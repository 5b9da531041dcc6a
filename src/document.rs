//! Block-structured documents.
//!
//! A [`Document`] is an ordered list of [`Cell`]s, each holding either code
//! or prose. Documents are persisted natively as JSON notebooks (`.ipynb`)
//! and can also be written as plain scripts in the "percent" format, where
//! each cell starts with a `# %%` marker line:
//!
//! ```text
//! # %% tags=["parameters"]
//! var = None
//!
//! # %% [markdown]
//! # Some prose
//!
//! # %%
//! print(var)
//! ```
//!
//! Text before the first marker forms a code cell of its own, so a script
//! without any markers is a single-cell document.

use std::fs;

use camino::Utf8Path;
use serde::{Deserialize, Deserializer, Serialize};

use crate::core::Params;
use crate::error::SourceError;

/// Tag marking the cell which declares default parameter values.
pub const TAG_PARAMETERS: &str = "parameters";

/// Tag marking the cell holding injected parameter values.
pub const TAG_INJECTED: &str = "injected-parameters";

const MARKER: &str = "# %%";

/// Language the code cells of a document are written in.
#[derive(Debug, Clone, Copy, PartialEq, Eq, Hash)]
pub enum Language {
    Python,
    Shell,
}

impl Language {
    pub fn from_extension(ext: &str) -> Option<Self> {
        match ext {
            "py" => Some(Language::Python),
            "sh" => Some(Language::Shell),
            _ => None,
        }
    }

    pub fn from_name(name: &str) -> Option<Self> {
        match name {
            "python" | "python3" => Some(Language::Python),
            "sh" | "bash" | "shell" => Some(Language::Shell),
            _ => None,
        }
    }

    pub fn name(self) -> &'static str {
        match self {
            Language::Python => "python",
            Language::Shell => "sh",
        }
    }

    pub fn extension(self) -> &'static str {
        match self {
            Language::Python => "py",
            Language::Shell => "sh",
        }
    }

    /// Renders a single parameter assignment statement.
    pub fn assignment(self, key: &str, value: &serde_json::Value) -> String {
        match self {
            Language::Python => format!("{key} = {}", python_literal(value)),
            Language::Shell => {
                let text = match value {
                    serde_json::Value::String(s) => s.clone(),
                    other => other.to_string(),
                };
                format!("{key}={}", shell_quote(&text))
            }
        }
    }

    /// Statement writing `tag` on a line of its own to both stdout and
    /// stderr, used to split the output of several cells run in one process.
    pub(crate) fn marker_statement(self, tag: &str) -> String {
        match self {
            Language::Python => {
                let line = format!("\n{tag}");
                format!(
                    "print({line:?}, flush=True); print({line:?}, file=__import__(\"sys\").stderr, flush=True)"
                )
            }
            Language::Shell => {
                let tag = shell_quote(tag);
                format!("printf '\\n%s\\n' {tag}; printf '\\n%s\\n' {tag} >&2")
            }
        }
    }
}

fn python_literal(value: &serde_json::Value) -> String {
    use serde_json::Value;

    match value {
        Value::Null => "None".into(),
        Value::Bool(true) => "True".into(),
        Value::Bool(false) => "False".into(),
        Value::Number(n) => n.to_string(),
        Value::String(s) => Value::String(s.clone()).to_string(),
        Value::Array(items) => {
            let items: Vec<_> = items.iter().map(python_literal).collect();
            format!("[{}]", items.join(", "))
        }
        Value::Object(map) => {
            let items: Vec<_> = map
                .iter()
                .map(|(k, v)| {
                    format!(
                        "{}: {}",
                        Value::String(k.clone()),
                        python_literal(v)
                    )
                })
                .collect();
            format!("{{{}}}", items.join(", "))
        }
    }
}

pub(crate) fn shell_quote(text: &str) -> String {
    format!("'{}'", text.replace('\'', r"'\''"))
}

#[derive(Debug, Clone, Copy, PartialEq, Eq, Serialize, Deserialize)]
#[serde(rename_all = "lowercase")]
pub enum CellKind {
    Code,
    Markdown,
}

#[derive(Debug, Clone, PartialEq, Eq, Serialize, Deserialize)]
#[serde(tag = "output_type", rename_all = "snake_case")]
pub enum CellOutput {
    Stream {
        name: String,
        #[serde(deserialize_with = "multiline")]
        text: String,
    },
    Error {
        ename: String,
        evalue: String,
        #[serde(default)]
        traceback: Vec<String>,
    },
}

#[derive(Debug, Clone, PartialEq, Eq, Default, Serialize, Deserialize)]
pub struct CellMetadata {
    #[serde(default, skip_serializing_if = "Vec::is_empty")]
    pub tags: Vec<String>,
}

#[derive(Debug, Clone, PartialEq, Eq, Serialize, Deserialize)]
pub struct Cell {
    #[serde(rename = "cell_type")]
    pub kind: CellKind,
    #[serde(deserialize_with = "multiline")]
    pub source: String,
    #[serde(default)]
    pub metadata: CellMetadata,
    #[serde(default, skip_serializing_if = "Option::is_none")]
    pub execution_count: Option<u32>,
    #[serde(default, skip_serializing_if = "Vec::is_empty")]
    pub outputs: Vec<CellOutput>,
}

impl Cell {
    pub fn code(source: impl Into<String>) -> Self {
        Self {
            kind: CellKind::Code,
            source: source.into(),
            metadata: CellMetadata::default(),
            execution_count: None,
            outputs: Vec::new(),
        }
    }

    pub fn markdown(source: impl Into<String>) -> Self {
        Self {
            kind: CellKind::Markdown,
            ..Self::code(source)
        }
    }

    pub fn with_tag(mut self, tag: impl Into<String>) -> Self {
        self.metadata.tags.push(tag.into());
        self
    }

    pub fn has_tag(&self, tag: &str) -> bool {
        self.metadata.tags.iter().any(|t| t == tag)
    }

    /// Whether the cell failed during execution.
    pub fn is_errored(&self) -> bool {
        self.outputs
            .iter()
            .any(|o| matches!(o, CellOutput::Error { .. }))
    }
}

#[derive(Debug, Clone, PartialEq, Eq, Serialize, Deserialize)]
pub struct KernelSpec {
    pub name: String,
    pub language: String,
    #[serde(default)]
    pub display_name: String,
}

#[derive(Debug, Clone, PartialEq, Eq, Default, Serialize, Deserialize)]
pub struct DocumentMetadata {
    #[serde(default, skip_serializing_if = "Option::is_none")]
    pub kernelspec: Option<KernelSpec>,
}

/// An executable document, possibly carrying the outputs of a previous run.
#[derive(Debug, Clone, PartialEq, Eq, Serialize, Deserialize)]
pub struct Document {
    pub cells: Vec<Cell>,
    #[serde(default)]
    pub metadata: DocumentMetadata,
    #[serde(default = "nbformat")]
    pub nbformat: u32,
    #[serde(default = "nbformat_minor")]
    pub nbformat_minor: u32,
}

fn nbformat() -> u32 {
    4
}

fn nbformat_minor() -> u32 {
    5
}

impl Document {
    pub fn new(language: Language) -> Self {
        Self {
            cells: Vec::new(),
            metadata: DocumentMetadata {
                kernelspec: Some(KernelSpec {
                    name: language.name().into(),
                    language: language.name().into(),
                    display_name: language.name().into(),
                }),
            },
            nbformat: nbformat(),
            nbformat_minor: nbformat_minor(),
        }
    }

    pub fn with_cells(language: Language, cells: Vec<Cell>) -> Self {
        Self {
            cells,
            ..Self::new(language)
        }
    }

    /// Language declared in the document metadata, if any is recognized.
    pub fn language(&self) -> Option<Language> {
        self.metadata
            .kernelspec
            .as_ref()
            .and_then(|spec| Language::from_name(&spec.language))
    }

    pub fn from_json(text: &str) -> Result<Self, serde_json::Error> {
        serde_json::from_str(text)
    }

    pub fn to_json(&self) -> Result<String, serde_json::Error> {
        serde_json::to_string_pretty(self)
    }

    /// Parses a script written in the percent format.
    pub fn from_script(text: &str, language: Language) -> Self {
        let mut cells = Vec::new();
        // leading text before any marker, kept only if non-blank
        let mut current = (CellKind::Code, Vec::new(), Vec::new(), false);

        for line in text.lines() {
            if let Some(header) = line.strip_prefix(MARKER) {
                flush_cell(&mut cells, current);
                let (kind, tags) = parse_header(header);
                current = (kind, tags, Vec::new(), true);
            } else {
                current.2.push(line);
            }
        }

        flush_cell(&mut cells, current);
        Self::with_cells(language, cells)
    }

    /// Writes the document as a percent-format script.
    ///
    /// A leading untagged code cell is written without a marker, so a
    /// script with a single block survives a parse/write round-trip as-is.
    pub fn to_script(&self) -> String {
        let mut out = String::new();

        for (i, cell) in self.cells.iter().enumerate() {
            if i > 0 {
                out.push('\n');
            }

            let implicit =
                i == 0 && cell.kind == CellKind::Code && cell.metadata.tags.is_empty();

            if !implicit {
                out.push_str(MARKER);
                if cell.kind == CellKind::Markdown {
                    out.push_str(" [markdown]");
                }
                if !cell.metadata.tags.is_empty() {
                    let tags = serde_json::Value::from(cell.metadata.tags.clone());
                    out.push_str(" tags=");
                    out.push_str(&tags.to_string());
                }
                out.push('\n');
            }

            let source = cell.source.trim_matches('\n');
            match cell.kind {
                CellKind::Code => {
                    if !source.is_empty() {
                        out.push_str(source);
                        out.push('\n');
                    }
                }
                CellKind::Markdown => {
                    for line in source.lines() {
                        if line.is_empty() {
                            out.push_str("#\n");
                        } else {
                            out.push_str("# ");
                            out.push_str(line);
                            out.push('\n');
                        }
                    }
                }
            }
        }

        out
    }

    /// Returns a copy with the given parameters injected as a new code cell.
    ///
    /// The cell is placed right after the cell tagged `parameters`, or at
    /// the top when there is none. Previously injected cells are replaced.
    pub fn inject(&self, params: &Params, language: Language) -> Document {
        let mut document = self.clone();
        document.strip_injected();

        if params.is_empty() {
            return document;
        }

        let mut source = String::from("# Injected parameters");
        for (key, value) in params {
            source.push('\n');
            source.push_str(&language.assignment(key, value));
        }

        let position = document
            .cells
            .iter()
            .position(|cell| cell.has_tag(TAG_PARAMETERS))
            .map_or(0, |i| i + 1);

        document
            .cells
            .insert(position, Cell::code(source).with_tag(TAG_INJECTED));
        document
    }

    pub fn strip_injected(&mut self) {
        self.cells.retain(|cell| !cell.has_tag(TAG_INJECTED));
    }

    pub fn clear_outputs(&mut self) {
        for cell in &mut self.cells {
            cell.outputs.clear();
            cell.execution_count = None;
        }
    }

    /// Canonical text of the document's code, used for fingerprinting.
    ///
    /// Outputs, execution counts and injected parameters are ignored, as are
    /// line ending style, trailing whitespace and blank lines around cells.
    pub fn normalized(&self) -> String {
        let mut acc = String::new();

        for cell in self.cells.iter().filter(|c| !c.has_tag(TAG_INJECTED)) {
            acc.push_str(match cell.kind {
                CellKind::Code => "\u{1}code",
                CellKind::Markdown => "\u{1}markdown",
            });
            for tag in &cell.metadata.tags {
                acc.push('\u{2}');
                acc.push_str(tag);
            }
            acc.push('\n');

            let source = cell.source.replace("\r\n", "\n");
            let lines: Vec<_> = source.lines().map(str::trim_end).collect();
            let start = lines.iter().position(|l| !l.is_empty());
            let end = lines.iter().rposition(|l| !l.is_empty());
            if let (Some(start), Some(end)) = (start, end) {
                acc.push_str(&lines[start..=end].join("\n"));
                acc.push('\n');
            }
        }

        acc
    }

    /// Reads a document persisted in the native format.
    pub fn load(path: &Utf8Path) -> Result<Self, SourceError> {
        let text = fs::read_to_string(path).map_err(|source| SourceError::Read {
            path: path.to_owned(),
            source,
        })?;
        Ok(Self::from_json(&text)?)
    }

    /// Persists the document in the native format, creating parent
    /// directories as needed.
    pub fn save(&self, path: &Utf8Path) -> std::io::Result<()> {
        if let Some(dir) = path.parent().filter(|dir| !dir.as_str().is_empty()) {
            fs::create_dir_all(dir)?;
        }

        let json = self.to_json().map_err(std::io::Error::other)?;
        fs::write(path, json)
    }
}

fn parse_header(header: &str) -> (CellKind, Vec<String>) {
    let header = header.trim();
    let (kind, rest) = match header.strip_prefix("[markdown]") {
        Some(rest) => (CellKind::Markdown, rest.trim()),
        None => (CellKind::Code, header),
    };

    let tags = rest
        .strip_prefix("tags=")
        .and_then(|tags| serde_json::from_str::<Vec<String>>(tags.trim()).ok())
        .unwrap_or_default();

    (kind, tags)
}

fn flush_cell(
    cells: &mut Vec<Cell>,
    (kind, tags, lines, explicit): (CellKind, Vec<String>, Vec<&str>, bool),
) {
    if !explicit && lines.iter().all(|l| l.trim().is_empty()) {
        return;
    }

    let lines: Vec<String> = match kind {
        CellKind::Code => lines.iter().map(|l| l.to_string()).collect(),
        CellKind::Markdown => lines
            .iter()
            .map(|l| {
                l.strip_prefix("# ")
                    .or_else(|| l.strip_prefix('#'))
                    .unwrap_or(l)
                    .to_string()
            })
            .collect(),
    };

    let source = lines.join("\n").trim_matches('\n').to_string();
    let mut cell = match kind {
        CellKind::Code => Cell::code(source),
        CellKind::Markdown => Cell::markdown(source),
    };
    cell.metadata.tags = tags;
    cells.push(cell);
}

/// Accepts either a single string or a list of lines, as notebook files
/// written by different tools do both.
fn multiline<'de, D>(deserializer: D) -> Result<String, D::Error>
where
    D: Deserializer<'de>,
{
    #[derive(Deserialize)]
    #[serde(untagged)]
    enum Text {
        One(String),
        Many(Vec<String>),
    }

    Ok(match Text::deserialize(deserializer)? {
        Text::One(text) => text,
        Text::Many(lines) => lines.concat(),
    })
}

** EXERCISE DIRECTIONS **
Select every line in the material above where the string "single" occurs, and copy it.

** SOLUTION TO THE PROBLEM **
//! without any markers is a single-cell document.
    /// Renders a single parameter assignment statement.
    /// script with a single block survives a parse/write round-trip as-is.
/// Accepts either a single string or a list of lines, as notebook files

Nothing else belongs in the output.